There had, of course, been English dictionaries before the OED. Robert Cawdrey’s A Table Alphabeticall appeared in 1604. Samuel Johnson’s famous Dictionary of the English Language arrived in 1755 and was a towering achievement. Johnson gave English a kind of literary authority, along with the memorable definition of oats as “a grain, which in England is generally given to horses, but in Scotland supports the people.” Even dictionaries can include not-so-subtle editorial comments.
But Johnson’s dictionary, brilliant as it was, did not do what the OED would later attempt. It did not try to track every word through its full historical life. It did not aim to show a word’s earliest recorded appearance, its shifting meanings, its spellings, pronunciations, etymology, and usage across centuries.
That would require something much larger. Something more systematic. Something so ambitious that only Victorians, with their majestic confidence and dangerous access to stationery, would have attempted it.
The Philological Society Decides to Fix Everything
The story began in 1857 with the Philological Society of London, a group of language scholars who had noticed that existing English dictionaries were missing quite a lot. Their original idea was relatively modest: collect words that had been overlooked by major dictionaries and publish a supplement.
This was a reasonable plan. Naturally, it did not survive contact with scholars.
Within months, the project expanded into something far more dramatic: a complete historical dictionary of the English language. Not merely a list of words. Not merely definitions. A full documentary record of English from its earliest recorded uses onward.
This is how academic projects behave when left unsupervised. One minute someone says, “Perhaps we should collect a few missing words,” and the next thing you know, civilization is 70 years into a dictionary and still somewhere near the letter S.
The early leaders included Richard Chenevix Trench, Herbert Coleridge, and Frederick Furnivall. These men understood that English needed a dictionary built on evidence, not just authority. A word should not be defined merely because one learned gentleman in a chair believed he knew what it meant. The dictionary should show how the word had actually been used.
This was the revolutionary idea behind the OED: every word would have a paper trail.
A Dictionary Built on Evidence, Not Vibes
The OED was designed as a historical dictionary. That means its editors were not simply interested in what a word meant at the moment. They wanted to know where it came from, how it had been spelled, how it had been pronounced, when it first appeared, and how its meaning evolved over time.

To do that, they needed quotations. Lots of quotations.
Suppose you are defining the word awful. Today, it usually means something bad. A bad meal is awful. A bad haircut is awful. A committee meeting scheduled at 4:30 p.m. on a Friday is both awful and undeniable proof that civilization is a fragile arrangement.

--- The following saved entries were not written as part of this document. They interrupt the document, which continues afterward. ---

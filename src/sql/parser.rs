//! DELETE parser on top of sqlparser's MySQL tokenizer
//!
//! sqlparser's own statement parser rejects the MySQL DELETE modifiers
//! (`LOW_PRIORITY`, `QUICK`, `IGNORE`) and normalizes away details the
//! planner must preserve, so only its tokenizer is used here. Statements are
//! parsed by recursive descent into the internal AST.

use sqlparser::dialect::MySqlDialect;
use sqlparser::tokenizer::{Token, Tokenizer};

use crate::sql::ast::*;
use crate::sql::error::{SqlError, SqlResult};

/// Words that never parse as bare identifiers or aliases
const RESERVED: &[&str] = &[
    "AND",
    "AS",
    "ASC",
    "BETWEEN",
    "BY",
    "CROSS",
    "DELETE",
    "DESC",
    "DISTINCT",
    "DIV",
    "EXISTS",
    "FALSE",
    "FROM",
    "GROUP",
    "HAVING",
    "IGNORE",
    "IN",
    "INNER",
    "INSERT",
    "INTO",
    "IS",
    "JOIN",
    "LEFT",
    "LIKE",
    "LIMIT",
    "LOW_PRIORITY",
    "MOD",
    "NATURAL",
    "NOT",
    "NULL",
    "ON",
    "OR",
    "ORDER",
    "OUTER",
    "PARTITION",
    "QUICK",
    "REGEXP",
    "RIGHT",
    "RLIKE",
    "SELECT",
    "SET",
    "STRAIGHT_JOIN",
    "TRUE",
    "UNION",
    "UPDATE",
    "USING",
    "VALUES",
    "WHERE",
    "XOR",
];

/// Check whether a word is reserved (case-insensitive)
pub(crate) fn is_reserved(word: &str) -> bool {
    RESERVED.iter().any(|kw| kw.eq_ignore_ascii_case(word))
}

/// Deepest expression or table-reference nesting accepted
const MAX_DEPTH: usize = 50;

/// SQL parser
pub struct Parser {
    tokens: Vec<Token>,
    pos: usize,
    depth: usize,
}
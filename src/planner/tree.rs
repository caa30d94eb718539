//! Ordered collection of plans built as one unit

use tracing::{debug, warn};

use super::error::{PlannerError, PlannerResult};
use super::plan::Plan;

#[derive(Debug, Clone, PartialEq, Eq)]
enum TreeState {
    Open,
    Built,
    Failed(PlannerError),
}

/// Plans built in insertion order; the first failure aborts the whole tree
#[derive(Debug)]
pub struct PlanTree<'a> {
    plans: Vec<Plan<'a>>,
    state: TreeState,
}

impl<'a> PlanTree<'a> {
    pub fn new() -> Self {
        Self {
            plans: Vec::new(),
            state: TreeState::Open,
        }
    }

    /// Append an unbuilt plan. Fails once the tree has been built.
    pub fn add(&mut self, plan: impl Into<Plan<'a>>) -> PlannerResult<()> {
        if self.state != TreeState::Open {
            return Err(PlannerError::TreeFrozen);
        }
        self.plans.push(plan.into());
        Ok(())
    }

    /// Build every plan in insertion order, stopping at the first error.
    ///
    /// A failed tree keeps returning that error and never hands out its plans.
    pub fn build(&mut self) -> PlannerResult<()> {
        match &self.state {
            TreeState::Built => return Ok(()),
            TreeState::Failed(err) => return Err(err.clone()),
            TreeState::Open => {}
        }

        for (index, plan) in self.plans.iter_mut().enumerate() {
            if let Err(err) = plan.build() {
                warn!(
                    index,
                    plan_type = %plan.plan_type(),
                    query = %plan.raw_query(),
                    error = %err,
                    "Plan tree build aborted"
                );
                self.state = TreeState::Failed(err.clone());
                return Err(err);
            }
        }

        debug!(plans = self.plans.len(), "Plan tree built");
        self.state = TreeState::Built;
        Ok(())
    }

    pub fn len(&self) -> usize {
        self.plans.len()
    }

    pub fn is_empty(&self) -> bool {
        self.plans.is_empty()
    }

    pub fn is_built(&self) -> bool {
        self.state == TreeState::Built
    }

    /// Plans in insertion order
    pub fn plans(&self) -> &[Plan<'a>] {
        &self.plans
    }

    pub fn iter(&self) -> std::slice::Iter<'_, Plan<'a>> {
        self.plans.iter()
    }

    /// Hand the built plans to the executor
    pub fn into_plans(self) -> PlannerResult<Vec<Plan<'a>>> {
        match self.state {
            TreeState::Built => Ok(self.plans),
            TreeState::Failed(err) => Err(err),
            TreeState::Open => Err(PlannerError::TreeNotBuilt),
        }
    }
}

impl Default for PlanTree<'_> {
    fn default() -> Self {
        Self::new()
    }
}

impl<'t, 'a> IntoIterator for &'t PlanTree<'a> {
    type Item = &'t Plan<'a>;
    type IntoIter = std::slice::Iter<'t, Plan<'a>>;

    fn into_iter(self) -> Self::IntoIter {
        self.plans.iter()
    }
}
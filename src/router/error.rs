//! Router error types

use thiserror::Error;

/// Router errors
#[derive(Error, Debug, Clone, PartialEq, Eq)]
pub enum RouterError {
    /// No database was given and the table is unqualified
    #[error("database can't be empty")]
    EmptyDatabase,

    /// Database is not configured
    #[error("database '{0}' doesn't exist")]
    DatabaseNotFound(String),

    /// Database is already configured
    #[error("database '{0}' already exists")]
    DatabaseExists(String),

    /// Table is not configured in the database
    #[error("Table '{database}.{table}' doesn't exist")]
    TableNotFound { database: String, table: String },

    /// Table is already configured in the database
    #[error("Table '{database}.{table}' already exists")]
    TableExists { database: String, table: String },

    /// Table or partition layout is not usable
    #[error("invalid router config: {0}")]
    InvalidConfig(String),

    /// Value lookup on a table that is not sharded
    #[error("table '{0}' is not sharded")]
    NotSharded(String),

    /// Hash slot not covered by any partition
    #[error("no partition of table '{table}' owns slot {slot}")]
    SlotNotCovered { table: String, slot: u32 },

    /// Config file could not be read
    #[error("failed to read router config: {0}")]
    Io(String),

    /// Config file is not valid JSON for a router config
    #[error("failed to parse router config: {0}")]
    Parse(String),
}

/// Result type for router operations
pub type RouterResult<T> = Result<T, RouterError>;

But historically, awful could mean full of awe, inspiring reverence, or worthy of deep respect. See “Words That No Longer Mean What They Used To” for more examples of the capricious nature of the English langauge. To show how words change, dictionary editors needed examples from books, letters, journals, plays, sermons, newspapers, and other printed sources. Each quotation helped establish how the word was used at a particular moment in time.
The OED wanted to give each word a biography. Not just a snapshot, but a life story.

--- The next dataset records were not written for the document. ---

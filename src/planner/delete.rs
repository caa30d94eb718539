//! DELETE planning
//!
//! A `DeletePlan` validates one parsed DELETE, resolves its table against
//! the router and emits one rewritten statement per target partition:
//!
//! - single and global tables go to every partition of the table
//! - sharded tables go to the partitions owning the shard-key values of the
//!   first usable `key = literal` or `key IN (literals)` conjunct of the
//!   WHERE clause, and to every partition when there is none

use std::collections::BTreeSet;

use tracing::{debug, debug_span, Span};

use super::error::{
    PlannerError, PlannerResult, MULTITABLES_IN_DELETE, PARTITIONS_IN_DELETE,
    SUBQUERIES_IN_DELETE,
};
use super::plan::{plan_json, Partition, PlanState, PlanType};
use crate::router::{PartitionMeta, Router, ShardValue, TableKind, TableMeta};
use crate::sql::{AliasedTable, BinaryOp, DeleteStatement, Expr, Literal, TableName};

/// Plan for one DELETE statement
#[derive(Debug)]
pub struct DeletePlan<'a> {
    database: String,
    raw_query: String,
    stmt: &'a DeleteStatement,
    router: &'a Router,
    partitions: Vec<Partition>,
    state: PlanState,
    span: Span,
}

impl<'a> DeletePlan<'a> {
    /// Create a plan; nothing is validated until `build`
    pub fn new(
        database: impl Into<String>,
        raw_query: impl Into<String>,
        stmt: &'a DeleteStatement,
        router: &'a Router,
    ) -> Self {
        let database = database.into();
        let span = debug_span!("delete_plan", database = %database);
        Self {
            database,
            raw_query: raw_query.into(),
            stmt,
            router,
            partitions: Vec::new(),
            state: PlanState::Constructed,
            span,
        }
    }

    /// Validate the statement and compute its partitions.
    ///
    /// Building a built plan is a no-op; building a failed plan returns the
    /// error it failed with.
    pub fn build(&mut self) -> PlannerResult<()> {
        match &self.state {
            PlanState::Built => return Ok(()),
            PlanState::Failed(err) => return Err(err.clone()),
            PlanState::Building => return Err(PlannerError::Reentrant),
            PlanState::Constructed => {}
        }
        self.state = PlanState::Building;

        let span = self.span.clone();
        let _enter = span.enter();
        match self.plan_partitions() {
            Ok(partitions) => {
                debug!(
                    query = %self.raw_query,
                    partitions = partitions.len(),
                    "Delete plan built"
                );
                self.partitions = partitions;
                self.state = PlanState::Built;
                Ok(())
            }
            Err(err) => {
                debug!(query = %self.raw_query, error = %err, "Delete plan rejected");
                self.state = PlanState::Failed(err.clone());
                Err(err)
            }
        }
    }

    pub fn plan_type(&self) -> PlanType {
        PlanType::Delete
    }

    pub fn database(&self) -> &str {
        &self.database
    }

    pub fn raw_query(&self) -> &str {
        &self.raw_query
    }

    /// The parsed statement this plan was built from
    pub fn statement(&self) -> &'a DeleteStatement {
        self.stmt
    }

    pub fn partitions(&self) -> &[Partition] {
        &self.partitions
    }

    pub fn state(&self) -> &PlanState {
        &self.state
    }

    pub fn to_json(&self) -> PlannerResult<String> {
        plan_json(&self.raw_query, &self.partitions)
    }

    /// Reject statement shapes that cannot be routed, in a fixed order:
    /// subqueries, then multiple tables, then PARTITION hints
    fn validate(&self) -> PlannerResult<&'a AliasedTable> {
        let stmt = self.stmt;
        if stmt.selection.as_ref().is_some_and(Expr::has_subquery) {
            return Err(PlannerError::Unsupported(SUBQUERIES_IN_DELETE));
        }

        let table = stmt
            .single_table()
            .ok_or(PlannerError::Unsupported(MULTITABLES_IN_DELETE))?;
        if !stmt.targets.iter().all(|t| names_table(t, table)) {
            return Err(PlannerError::Unsupported(MULTITABLES_IN_DELETE));
        }

        if stmt.has_partition_hint() {
            return Err(PlannerError::Unsupported(PARTITIONS_IN_DELETE));
        }
        Ok(table)
    }

    fn plan_partitions(&self) -> PlannerResult<Vec<Partition>> {
        let table = self.validate()?;
        let database = table.name.schema.as_deref().unwrap_or(&self.database);
        let meta = self.router.resolve_table(database, &table.name.name)?;
        let all = self.router.all_partitions(&meta);

        let targets: Vec<&PartitionMeta> = match meta.kind {
            TableKind::Single | TableKind::Global => all.iter().collect(),
            TableKind::Sharded => match self.shard_values(&meta, table) {
                Some(values) => {
                    let mut owners = BTreeSet::new();
                    for value in &values {
                        owners.insert(self.router.locate_partition(&meta, value)?);
                    }
                    debug!(
                        table = %meta.name,
                        values = values.len(),
                        partitions = owners.len(),
                        "Pruned by shard key"
                    );
                    owners.into_iter().filter_map(|i| all.get(i)).collect()
                }
                None => {
                    debug!(table = %meta.name, partitions = all.len(), "Broadcasting delete");
                    all.iter().collect()
                }
            },
        };

        Ok(targets
            .into_iter()
            .map(|p| {
                let physical = TableName::qualified(&meta.database, meta.physical_name(p));
                Partition {
                    query: self.stmt.with_table(&physical).to_string(),
                    backend: p.backend.clone(),
                    range: p.range_label(),
                }
            })
            .collect())
    }

    /// Shard-key values of the first usable top-level conjunct
    fn shard_values(&self, meta: &TableMeta, table: &AliasedTable) -> Option<Vec<ShardValue<'a>>> {
        let key = meta.shard_key.as_deref()?;
        let selection = self.stmt.selection.as_ref()?;
        for conjunct in selection.conjuncts() {
            match conjunct {
                Expr::BinaryOp {
                    left,
                    op: BinaryOp::Eq,
                    right,
                } => {
                    if let Some(value) = key_equality(left, right, key, table) {
                        return Some(vec![value]);
                    }
                }
                Expr::InList {
                    expr,
                    list,
                    negated: false,
                } if is_shard_column(expr, key, table) => {
                    let values: Option<Vec<_>> = list.iter().map(shard_value).collect();
                    if let Some(values) = values.filter(|v| !v.is_empty()) {
                        return Some(values);
                    }
                }
                _ => {}
            }
        }
        None
    }
}

/// `key = literal` or `literal = key`
fn key_equality<'e>(
    left: &'e Expr,
    right: &'e Expr,
    key: &str,
    table: &AliasedTable,
) -> Option<ShardValue<'e>> {
    if is_shard_column(left, key, table) {
        shard_value(right)
    } else if is_shard_column(right, key, table) {
        shard_value(left)
    } else {
        None
    }
}

/// Whether a DELETE target names the table being deleted from
fn names_table(target: &TableName, table: &AliasedTable) -> bool {
    match &table.alias {
        Some(alias) => target.schema.is_none() && target.name == *alias,
        None => target.refers_to(&table.name),
    }
}

fn is_shard_column(expr: &Expr, key: &str, table: &AliasedTable) -> bool {
    match expr {
        Expr::Column(col) if col.name.eq_ignore_ascii_case(key) => match &col.table {
            None => true,
            Some(qualifier) => names_table(qualifier, table),
        },
        Expr::Nested(inner) => is_shard_column(inner, key, table),
        _ => false,
    }
}

/// Routable literal; integers outside i64 are not routable
fn shard_value(expr: &Expr) -> Option<ShardValue<'_>> {
    match expr {
        Expr::Literal(Literal::Integer(text)) => text.parse().ok().map(ShardValue::Int),
        Expr::Literal(Literal::String(text)) => Some(ShardValue::Str(text)),
        Expr::Nested(inner) => shard_value(inner),
        _ => None,
    }
}
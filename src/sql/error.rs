//! SQL error types

use std::fmt;

/// SQL error types
#[derive(Debug, Clone, PartialEq, Eq)]
pub enum SqlError {
    /// Tokenizer error from sqlparser
    Tokenize(String),
    /// Parse error in the statement grammar
    Parse(String),
    /// Statement kind the planner has no plan for
    Unsupported(String),
}

impl fmt::Display for SqlError {
    fn fmt(&self, f: &mut fmt::Formatter<'_>) -> fmt::Result {
        match self {
            SqlError::Tokenize(msg) => write!(f, "Tokenize error: {}", msg),
            SqlError::Parse(msg) => write!(f, "Parse error: {}", msg),
            SqlError::Unsupported(msg) => write!(f, "Unsupported: {}", msg),
        }
    }
}

impl std::error::Error for SqlError {}

impl From<sqlparser::tokenizer::TokenizerError> for SqlError {
    fn from(err: sqlparser::tokenizer::TokenizerError) -> Self {
        SqlError::Tokenize(err.to_string())
    }
}

/// Result type for SQL operations
pub type SqlResult<T> = Result<T, SqlError>;
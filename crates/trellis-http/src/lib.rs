//! `trellis-http` - HTTP transport for trellis backends and mirror clients.

#![forbid(unsafe_code)]
#![warn(missing_docs)]
#![allow(clippy::module_name_repetitions)]

/// Blocking HTTP fetcher.
pub mod client;
/// Server configuration.
pub mod config;
/// Demo backend.
pub mod demo;
/// Error types.
pub mod error;
/// Backend HTTP server.
pub mod server;

pub use client::HttpFetcher;
pub use config::ServerConfig;
pub use error::HttpError;
pub use server::{start_server, WebServer};
//! Error types for the HTTP boundary.

use smol_str::SmolStr;
use thiserror::Error;

/// Failures starting or configuring the server.
#[derive(Debug, Error)]
pub enum HttpError {
    /// The listen address could not be bound.
    #[error("cannot bind {listen}: {message}")]
    Bind {
        /// Requested address.
        listen: SmolStr,
        /// Reason reported by the socket layer.
        message: SmolStr,
    },

    /// The configuration file is unreadable or holds bad values.
    #[error("invalid config: {0}")]
    InvalidConfig(SmolStr),

    /// IO error.
    #[error("io error: {0}")]
    Io(#[from] std::io::Error),
}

That kind of dictionary could not be built by one person. It could barely be built by a team. It required an army of readers.

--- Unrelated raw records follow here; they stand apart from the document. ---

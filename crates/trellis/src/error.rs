//! Errors raised while building, encoding, fetching and mirroring component trees.

#![allow(missing_docs)]

use smol_str::SmolStr;
use thiserror::Error;

use crate::tuid::Tuid;

/// Wiring mistakes made by the page author. These are programming errors and
/// are reported before any backend traffic happens.
#[derive(Debug, Clone, PartialEq, Eq, Error)]
pub enum ConfigError {
    /// A refreshable component was wired as a listener without a data source.
    #[error("component {listener} is connected as a listener but has no source")]
    ListenerWithoutSource { listener: Tuid },

    /// The listener kind cannot refresh itself.
    #[error("component {listener} ({kind}) is not refreshable")]
    NotRefreshable { listener: Tuid, kind: SmolStr },

    /// The component kind cannot notify listeners.
    #[error("component {trigger} ({kind}) is not a trigger")]
    NotTrigger { trigger: Tuid, kind: SmolStr },

    /// A trigger names a listener that is absent from the tree.
    #[error("trigger {trigger} names listener {listener} which is not in the tree")]
    MissingListener { trigger: Tuid, listener: Tuid },

    /// A component of the expected kind is absent.
    #[error("no {kind} component found{}", describe_title(.title))]
    ComponentNotFound { kind: SmolStr, title: Option<SmolStr> },

    /// Title lookups must be unambiguous.
    #[error("{count} {kind} components match{}", describe_title(.title))]
    AmbiguousComponent {
        kind: SmolStr,
        title: Option<SmolStr>,
        count: usize,
    },

    /// Table column names must be unique.
    #[error("duplicate table column '{0}'")]
    DuplicateColumn(SmolStr),

    /// A row does not match the declared column count.
    #[error("row has {got} cells but the table has {expected} columns")]
    RowWidth { expected: usize, got: usize },

    /// Form input names must be unique within their form.
    #[error("duplicate form input '{0}'")]
    DuplicateField(SmolStr),

    /// A form has no input with this name.
    #[error("form {form} has no input named '{name}'")]
    UnknownInput { form: Tuid, name: SmolStr },

    /// A ModalForm was interacted with while closed.
    #[error("modal form {0} is not open")]
    ModalNotOpen(Tuid),

    /// A ModalForm was opened twice.
    #[error("modal form {0} is already open")]
    ModalAlreadyOpen(Tuid),

    /// Keys owned by the wire codec cannot be set as attributes.
    #[error("reserved attribute key '{0}'")]
    ReservedAttribute(SmolStr),

    /// The component does not support the action.
    #[error("component {tuid} ({kind}) does not support {action}")]
    UnsupportedAction {
        tuid: Tuid,
        kind: SmolStr,
        action: &'static str,
    },
}

fn describe_title(title: &Option<SmolStr>) -> String {
    title
        .as_ref()
        .map(|title| format!(" with title '{title}'"))
        .unwrap_or_default()
}

/// Malformed or unknown data on the wire.
#[derive(Debug, Clone, PartialEq, Eq, Error)]
pub enum CodecError {
    /// A `type` tag outside the supported set.
    #[error("unsupported component type '{0}'")]
    UnsupportedComponentType(SmolStr),

    /// A required key is absent.
    #[error("missing field '{0}'")]
    MissingField(SmolStr),

    /// A key holds a value of the wrong JSON shape.
    #[error("field '{field}' should be {expected}")]
    InvalidField { field: SmolStr, expected: &'static str },

    /// A TUID that does not parse as an unsigned integer.
    #[error("invalid tuid '{0}'")]
    InvalidTuid(SmolStr),

    /// Table body rows must match the header width.
    #[error("table row {row} has {got} cells but thead has {expected}")]
    RowWidth {
        row: usize,
        expected: usize,
        got: usize,
    },

    /// Table column names must be unique.
    #[error("duplicate table column '{0}'")]
    DuplicateColumn(SmolStr),

    /// Unknown form field kind.
    #[error("unsupported input type '{0}'")]
    UnsupportedInputType(SmolStr),

    /// A page was expected at the document root.
    #[error("expected a page document, got '{0}'")]
    NotAPage(SmolStr),

    /// A refresh response of a kind that cannot stand in for a listener.
    #[error("a '{0}' response cannot replace a listener")]
    UnrefreshableResponse(SmolStr),

    /// Raw text could not be parsed as JSON.
    #[error("invalid json: {0}")]
    Json(SmolStr),
}

impl From<serde_json::Error> for CodecError {
    fn from(err: serde_json::Error) -> Self {
        Self::Json(err.to_string().into())
    }
}

/// Failures reaching a backend endpoint.
#[derive(Debug, Clone, PartialEq, Eq, Error)]
pub enum FetchError {
    /// No service is registered under the endpoint.
    #[error("no service registered for '{0}'")]
    NotFound(SmolStr),

    /// The service ran but reported a failure.
    #[error("endpoint '{endpoint}' failed: {message}")]
    Endpoint { endpoint: SmolStr, message: SmolStr },

    /// The request never completed.
    #[error("transport error: {0}")]
    Transport(SmolStr),

    /// The response arrived but could not be decoded.
    #[error("invalid response: {0}")]
    Decode(#[from] CodecError),
}

/// Failure reported by a backend service implementation.
#[derive(Debug, Clone, PartialEq, Eq, Error)]
pub enum ServiceError {
    /// A request parameter is absent.
    #[error("missing parameter '{0}'")]
    MissingParameter(SmolStr),

    /// A request parameter holds a value of the wrong form.
    #[error("invalid parameter '{name}': {value}")]
    InvalidParameter { name: SmolStr, value: SmolStr },

    /// Any other service-side failure.
    #[error("{0}")]
    Failed(SmolStr),
}

impl ServiceError {
    pub fn failed(message: impl Into<SmolStr>) -> Self {
        Self::Failed(message.into())
    }
}

/// A service that wires its components wrongly fails its request.
impl From<ConfigError> for ServiceError {
    fn from(err: ConfigError) -> Self {
        Self::Failed(err.to_string().into())
    }
}

/// Errors raised by the mirror test harness.
#[derive(Debug, Clone, PartialEq, Eq, Error)]
pub enum MirrorError {
    /// Page wiring is wrong.
    #[error(transparent)]
    Config(#[from] ConfigError),

    /// Fetching a page or fragment failed.
    #[error(transparent)]
    Fetch(#[from] FetchError),

    /// A response could not be decoded.
    #[error(transparent)]
    Codec(#[from] CodecError),

    /// No page has been opened yet.
    #[error("no page is loaded")]
    NoPage,

    /// No component carries the TUID.
    #[error("no component with tuid {0}")]
    UnknownComponent(Tuid),

    /// A table row index past the visible rows.
    #[error("table {tuid} has no row {row}")]
    RowOutOfRange { tuid: Tuid, row: usize },
}

impl MirrorError {
    /// True when the error is a wiring mistake rather than a runtime failure.
    #[must_use]
    pub fn is_configuration_fault(&self) -> bool {
        matches!(self, Self::Config(_))
    }
}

James Murray and the Scriptorium of Slips
The person most associated with the first edition of the OED is James Augustus Henry Murray, a Scottish schoolmaster, philologist, and self-taught linguistic powerhouse. He became editor in 1879, after Oxford University Press agreed to publish the dictionary.

He also bore a remarkable resemblance to Albus Dumbledore, which is not especially relevant to the history of lexicography, but is difficult to ignore once noticed.
Murray did not come to the project as a polished university aristocrat gliding through Oxford on a cloud of Latin quotations. His formal schooling ended early, but his appetite for language was enormous. He became a formidable scholar through sheer work, talent, and the kind of intellectual stamina normally associated with monastery scribes, tax-code authors, and people who alphabetize their spice racks.
To manage the dictionary, Murray built a corrugated iron structure known as the Scriptorium. The name sounds like a medieval chamber where monks illuminated manuscripts by candlelight. In reality, it was a shed. A very important shed, yes, but still a shed. History is full of moments where civilization advances because someone looked at a backyard structure and said, “This will do.”
Inside the Scriptorium were shelves, pigeonholes, assistants, books, and mountains of quotation slips. Each slip contained a word, a quotation showing its use, and information about the source. These slips were sorted and filed so editors could build dictionary entries from actual evidence.
It was crowdsourcing before the internet, but with fewer pop-up ads and more handwriting.
The OED’s Public Appeal: Please Send Words
Murray and the editors issued appeals to English-speaking readers, asking volunteers to read books and send in quotations. The instructions were specific. Readers were not just supposed to send unusual words, although unusual words are exactly the sort of thing that attracts people who volunteer for dictionary work. They were also asked to document ordinary words, old words, new words, obsolete words, technical words, and words used in peculiar ways.

The appeal went out to scholars, clergy, teachers, doctors, lawyers, colonial officials, amateur readers, and anyone else willing to spend leisure hours copying quotations onto slips of paper. It was a vast distributed reading project.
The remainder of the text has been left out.